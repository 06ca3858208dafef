//! # Measurement Records and Result Files
//!
//! A benchmark run produces one [`MeasurementRecord`] per completed trial and
//! appends it to a CSV file with a fixed, fully quoted header. This module
//! owns that format in both directions: [`ResultsManager`] is the single
//! writer used by the driver, [`load`] rehydrates records for analysis.
//!
//! It also carries the [`RunSummary`] that closes a run, which can be written
//! as JSON next to the data file for bookkeeping.

use crate::error::{BenchError, Result};
use crate::metrics::LatencySummary;
use serde::{Deserialize, Deserializer, Serialize};
use std::fs::{File, OpenOptions};
use std::io::{ErrorKind, Read};
use std::path::{Path, PathBuf};
use std::time::Duration;
use tracing::{debug, info};

/// Column names of the persisted record format, in file order
pub const LOG_HEADER: [&str; 11] = [
    "Machine Tag",
    "Experiment Tag",
    "Document Path",
    "Failed requests",
    "Concurrency Level",
    "Total transferred",
    "Time per request",
    "Transfer rate",
    "Requests per second",
    "Retries",
    "Response Code",
];

/// One trial's reduced measurement, immutable once written
///
/// `time_per_request` is in milliseconds and `transfer_rate` in bytes per
/// second. Records with a non-positive `time_per_request` are kept on disk
/// but dropped by the dataset filter.
#[derive(Debug, Clone, PartialEq, Serialize, Deserialize)]
pub struct MeasurementRecord {
    #[serde(rename = "Machine Tag")]
    pub machine_tag: String,
    #[serde(rename = "Experiment Tag")]
    pub experiment_tag: String,
    #[serde(rename = "Document Path")]
    pub document: String,
    #[serde(rename = "Failed requests", deserialize_with = "truncating_u64")]
    pub failed_count: u64,
    #[serde(rename = "Concurrency Level", deserialize_with = "truncating_u64")]
    pub concurrency: u64,
    #[serde(rename = "Total transferred", deserialize_with = "truncating_u64")]
    pub total_transferred: u64,
    #[serde(rename = "Time per request")]
    pub time_per_request: f64,
    #[serde(rename = "Transfer rate")]
    pub transfer_rate: f64,
    #[serde(rename = "Requests per second")]
    pub requests_per_second: f64,
    #[serde(rename = "Retries", deserialize_with = "truncating_u64")]
    pub retries: u64,
    #[serde(rename = "Response Code")]
    pub response_code: u16,
}

/// Integer columns written by older tooling may carry a fractional median
/// (e.g. `"1234.5"`); such values are truncated.
fn truncating_u64<'de, D>(deserializer: D) -> std::result::Result<u64, D::Error>
where
    D: Deserializer<'de>,
{
    let raw = String::deserialize(deserializer)?;
    let trimmed = raw.trim();
    if let Ok(v) = trimmed.parse::<u64>() {
        return Ok(v);
    }
    trimmed
        .parse::<f64>()
        .ok()
        .filter(|v| v.is_finite() && *v >= 0.0)
        .map(|v| v.trunc() as u64)
        .ok_or_else(|| serde::de::Error::custom(format!("not an unsigned integer: {:?}", raw)))
}

/// Single writer for a run's output file
///
/// The file must not exist beforehand; it is opened with `create_new` so a
/// concurrent creator is refused as well. Each appended record is flushed
/// immediately so an interrupted run keeps everything collected so far.
pub struct ResultsManager {
    output_file: PathBuf,
    writer: csv::Writer<File>,
    records_written: usize,
}

impl ResultsManager {
    /// Create the output file and write the header
    pub fn create(output_file: &Path) -> Result<Self> {
        let file = OpenOptions::new()
            .write(true)
            .create_new(true)
            .open(output_file)
            .map_err(|e| match e.kind() {
                ErrorKind::AlreadyExists => BenchError::OutputConflict {
                    path: output_file.to_path_buf(),
                },
                _ => BenchError::Io(e),
            })?;

        let mut writer = csv::WriterBuilder::new()
            .has_headers(false)
            .quote_style(csv::QuoteStyle::Always)
            .from_writer(file);
        writer.write_record(LOG_HEADER)?;
        writer.flush()?;

        debug!("Created result file {:?}", output_file);
        Ok(Self {
            output_file: output_file.to_path_buf(),
            writer,
            records_written: 0,
        })
    }

    /// Append one record and flush it to disk
    pub fn append(&mut self, record: &MeasurementRecord) -> Result<()> {
        self.writer.serialize(record)?;
        self.writer.flush()?;
        self.records_written += 1;
        Ok(())
    }

    pub fn records_written(&self) -> usize {
        self.records_written
    }

    pub fn output_file(&self) -> &Path {
        &self.output_file
    }

    /// Flush and close the file, returning the number of records written
    pub fn finalize(mut self) -> Result<usize> {
        self.writer.flush()?;
        info!(
            "Results written to: {:?} ({} records)",
            self.output_file, self.records_written
        );
        Ok(self.records_written)
    }
}

/// Refuse to run when the output file is already present
///
/// Called before any trial is scheduled so that a conflict is reported
/// without generating load.
pub fn ensure_output_available(output_file: &Path) -> Result<()> {
    if output_file.exists() {
        return Err(BenchError::OutputConflict {
            path: output_file.to_path_buf(),
        });
    }
    Ok(())
}

/// Read records from any CSV source carrying the standard header
pub fn read_records<R: Read>(reader: R) -> Result<Vec<MeasurementRecord>> {
    let mut reader = csv::ReaderBuilder::new()
        .has_headers(true)
        .trim(csv::Trim::All)
        .from_reader(reader);

    let mut records = Vec::new();
    for row in reader.deserialize() {
        records.push(row?);
    }
    Ok(records)
}

/// Load and concatenate the records of several result files, in order
pub fn load<P: AsRef<Path>>(paths: &[P]) -> Result<Vec<MeasurementRecord>> {
    let mut records = Vec::new();
    for path in paths {
        let path = path.as_ref();
        let file = File::open(path)?;
        let loaded = read_records(file)?;
        debug!("Loaded {} records from {:?}", loaded.len(), path);
        records.extend(loaded);
    }
    Ok(records)
}

/// System information for reproducibility
#[derive(Debug, Clone, Serialize, Deserialize)]
pub struct SystemInfo {
    pub os: String,
    pub architecture: String,
    pub cpu_cores: usize,
    pub benchmark_version: String,
}

impl Default for SystemInfo {
    fn default() -> Self {
        Self {
            os: std::env::consts::OS.to_string(),
            architecture: std::env::consts::ARCH.to_string(),
            cpu_cores: num_cpus::get(),
            benchmark_version: crate::VERSION.to_string(),
        }
    }
}

/// Bookkeeping for one completed benchmark run
#[derive(Debug, Clone, Serialize, Deserialize)]
pub struct RunSummary {
    pub output_file: PathBuf,
    pub machine_tag: String,
    pub experiment_tag: String,
    pub trials: usize,
    pub records_written: usize,
    pub trials_skipped: usize,
    pub failed_attempts: u64,
    pub retries: u64,
    pub time_per_request: Option<LatencySummary>,
    pub wall_time: Duration,
    pub timestamp: chrono::DateTime<chrono::Utc>,
    pub system_info: SystemInfo,
}

impl RunSummary {
    /// Write the summary as pretty JSON
    pub fn write_json(&self, path: &Path) -> Result<()> {
        let json = serde_json::to_string_pretty(self)?;
        std::fs::write(path, json)?;
        info!("Run summary written to: {:?}", path);
        Ok(())
    }
}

------

Considering the records line by line, how many lines hold the string "paths"? Say only the number.

Completed task: 2